TASK DETAILS: In the records below, pick out all lines containing the word "RequestBuilder".

+++ SUPPLIED INFORMATION +++

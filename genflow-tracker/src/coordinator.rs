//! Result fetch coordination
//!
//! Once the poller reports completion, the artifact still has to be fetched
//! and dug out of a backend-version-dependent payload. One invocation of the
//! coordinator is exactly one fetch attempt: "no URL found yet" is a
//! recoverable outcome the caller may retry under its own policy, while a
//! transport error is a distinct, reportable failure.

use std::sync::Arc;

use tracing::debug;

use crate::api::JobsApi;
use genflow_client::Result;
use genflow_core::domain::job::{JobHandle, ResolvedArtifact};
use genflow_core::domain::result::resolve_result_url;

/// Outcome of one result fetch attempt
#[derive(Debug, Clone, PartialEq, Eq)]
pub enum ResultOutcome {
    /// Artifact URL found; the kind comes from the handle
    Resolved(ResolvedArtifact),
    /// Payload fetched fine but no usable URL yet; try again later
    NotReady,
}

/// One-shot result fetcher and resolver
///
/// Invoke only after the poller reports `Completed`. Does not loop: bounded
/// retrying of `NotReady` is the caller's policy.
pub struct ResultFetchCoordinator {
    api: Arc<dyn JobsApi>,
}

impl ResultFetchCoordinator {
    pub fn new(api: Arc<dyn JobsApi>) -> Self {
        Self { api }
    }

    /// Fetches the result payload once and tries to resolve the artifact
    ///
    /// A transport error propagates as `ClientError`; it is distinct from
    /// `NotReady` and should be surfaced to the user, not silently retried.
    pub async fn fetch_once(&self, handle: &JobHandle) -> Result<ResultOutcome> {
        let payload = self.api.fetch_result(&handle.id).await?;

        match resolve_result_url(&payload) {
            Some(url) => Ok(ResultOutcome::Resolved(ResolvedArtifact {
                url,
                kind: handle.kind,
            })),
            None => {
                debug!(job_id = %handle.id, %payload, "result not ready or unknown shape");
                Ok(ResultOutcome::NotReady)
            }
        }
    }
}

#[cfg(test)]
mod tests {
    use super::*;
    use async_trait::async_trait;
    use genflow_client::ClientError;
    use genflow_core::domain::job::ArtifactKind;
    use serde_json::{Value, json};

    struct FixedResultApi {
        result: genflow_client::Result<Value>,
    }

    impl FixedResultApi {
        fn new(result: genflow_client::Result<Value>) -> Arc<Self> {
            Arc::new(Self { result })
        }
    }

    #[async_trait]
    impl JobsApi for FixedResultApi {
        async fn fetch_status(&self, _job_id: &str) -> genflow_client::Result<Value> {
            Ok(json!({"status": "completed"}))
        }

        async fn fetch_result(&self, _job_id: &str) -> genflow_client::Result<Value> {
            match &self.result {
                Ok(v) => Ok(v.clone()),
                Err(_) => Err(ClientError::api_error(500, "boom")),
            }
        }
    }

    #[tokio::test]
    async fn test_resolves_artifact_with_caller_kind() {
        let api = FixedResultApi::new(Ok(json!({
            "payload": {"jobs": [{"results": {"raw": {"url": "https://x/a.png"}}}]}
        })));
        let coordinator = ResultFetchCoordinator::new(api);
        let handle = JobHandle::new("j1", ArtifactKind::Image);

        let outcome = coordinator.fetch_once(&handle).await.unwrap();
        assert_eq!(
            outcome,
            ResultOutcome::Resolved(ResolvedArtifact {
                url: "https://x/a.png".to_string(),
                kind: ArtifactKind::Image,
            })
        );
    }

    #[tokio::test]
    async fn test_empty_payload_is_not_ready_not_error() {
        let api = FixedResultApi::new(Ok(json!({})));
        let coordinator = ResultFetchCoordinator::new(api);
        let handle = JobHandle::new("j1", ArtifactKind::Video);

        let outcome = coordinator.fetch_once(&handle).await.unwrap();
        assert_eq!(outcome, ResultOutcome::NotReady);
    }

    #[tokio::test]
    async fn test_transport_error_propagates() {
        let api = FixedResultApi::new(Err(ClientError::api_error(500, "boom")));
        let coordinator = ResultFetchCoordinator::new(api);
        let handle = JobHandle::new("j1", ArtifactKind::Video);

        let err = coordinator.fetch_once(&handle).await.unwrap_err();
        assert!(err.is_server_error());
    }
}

+++
+++ SUPPLIED INFORMATION +++

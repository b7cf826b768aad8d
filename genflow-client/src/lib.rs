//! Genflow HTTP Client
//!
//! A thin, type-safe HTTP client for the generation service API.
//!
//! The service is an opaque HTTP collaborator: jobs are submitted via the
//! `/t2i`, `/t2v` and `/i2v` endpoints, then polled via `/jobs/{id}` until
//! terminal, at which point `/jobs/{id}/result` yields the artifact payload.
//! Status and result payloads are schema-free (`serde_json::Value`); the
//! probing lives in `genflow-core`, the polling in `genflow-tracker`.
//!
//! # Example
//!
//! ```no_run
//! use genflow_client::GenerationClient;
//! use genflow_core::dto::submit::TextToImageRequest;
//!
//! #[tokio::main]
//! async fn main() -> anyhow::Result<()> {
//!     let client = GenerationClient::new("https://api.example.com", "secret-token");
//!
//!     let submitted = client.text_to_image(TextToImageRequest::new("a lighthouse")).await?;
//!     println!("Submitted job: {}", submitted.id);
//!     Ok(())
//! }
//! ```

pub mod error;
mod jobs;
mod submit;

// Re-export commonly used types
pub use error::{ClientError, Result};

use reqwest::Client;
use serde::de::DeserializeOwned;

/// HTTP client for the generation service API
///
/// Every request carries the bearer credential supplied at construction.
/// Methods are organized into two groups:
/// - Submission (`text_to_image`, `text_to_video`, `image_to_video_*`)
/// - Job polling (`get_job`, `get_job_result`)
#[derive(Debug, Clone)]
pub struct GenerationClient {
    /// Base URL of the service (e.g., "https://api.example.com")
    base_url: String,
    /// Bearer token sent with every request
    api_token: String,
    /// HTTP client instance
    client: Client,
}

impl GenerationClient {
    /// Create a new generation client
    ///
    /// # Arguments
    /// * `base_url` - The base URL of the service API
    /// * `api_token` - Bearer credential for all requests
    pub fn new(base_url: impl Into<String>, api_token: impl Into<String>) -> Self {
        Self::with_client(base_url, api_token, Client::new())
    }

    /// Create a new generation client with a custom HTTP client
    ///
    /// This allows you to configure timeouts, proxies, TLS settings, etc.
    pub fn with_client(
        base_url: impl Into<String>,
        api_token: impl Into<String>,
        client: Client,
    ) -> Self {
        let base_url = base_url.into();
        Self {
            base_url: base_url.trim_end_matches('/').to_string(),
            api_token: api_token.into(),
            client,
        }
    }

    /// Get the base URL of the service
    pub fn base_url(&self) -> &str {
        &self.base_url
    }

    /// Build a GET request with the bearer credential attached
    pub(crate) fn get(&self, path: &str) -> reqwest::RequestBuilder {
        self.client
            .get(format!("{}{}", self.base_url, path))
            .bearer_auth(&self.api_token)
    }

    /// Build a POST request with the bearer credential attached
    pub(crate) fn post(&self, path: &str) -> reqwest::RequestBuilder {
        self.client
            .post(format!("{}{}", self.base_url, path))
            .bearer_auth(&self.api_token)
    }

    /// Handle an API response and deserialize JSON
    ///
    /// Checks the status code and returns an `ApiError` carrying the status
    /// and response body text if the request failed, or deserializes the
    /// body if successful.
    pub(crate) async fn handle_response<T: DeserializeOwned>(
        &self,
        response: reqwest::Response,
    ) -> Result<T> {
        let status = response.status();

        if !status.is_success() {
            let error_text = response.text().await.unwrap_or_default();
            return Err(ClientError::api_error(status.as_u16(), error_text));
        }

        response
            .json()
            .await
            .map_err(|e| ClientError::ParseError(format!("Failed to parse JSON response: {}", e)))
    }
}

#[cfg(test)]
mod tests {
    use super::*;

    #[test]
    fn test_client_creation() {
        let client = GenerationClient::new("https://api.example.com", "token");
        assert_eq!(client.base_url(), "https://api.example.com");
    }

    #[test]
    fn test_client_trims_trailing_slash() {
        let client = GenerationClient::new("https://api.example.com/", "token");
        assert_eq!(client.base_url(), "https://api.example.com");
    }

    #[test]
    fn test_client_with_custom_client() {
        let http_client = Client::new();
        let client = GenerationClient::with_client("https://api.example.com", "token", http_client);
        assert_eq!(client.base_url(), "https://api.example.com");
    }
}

+++

RESULT OF THIS EXERCISE:
    pub(crate) fn get(&self, path: &str) -> reqwest::RequestBuilder {
    pub(crate) fn post(&self, path: &str) -> reqwest::RequestBuilder {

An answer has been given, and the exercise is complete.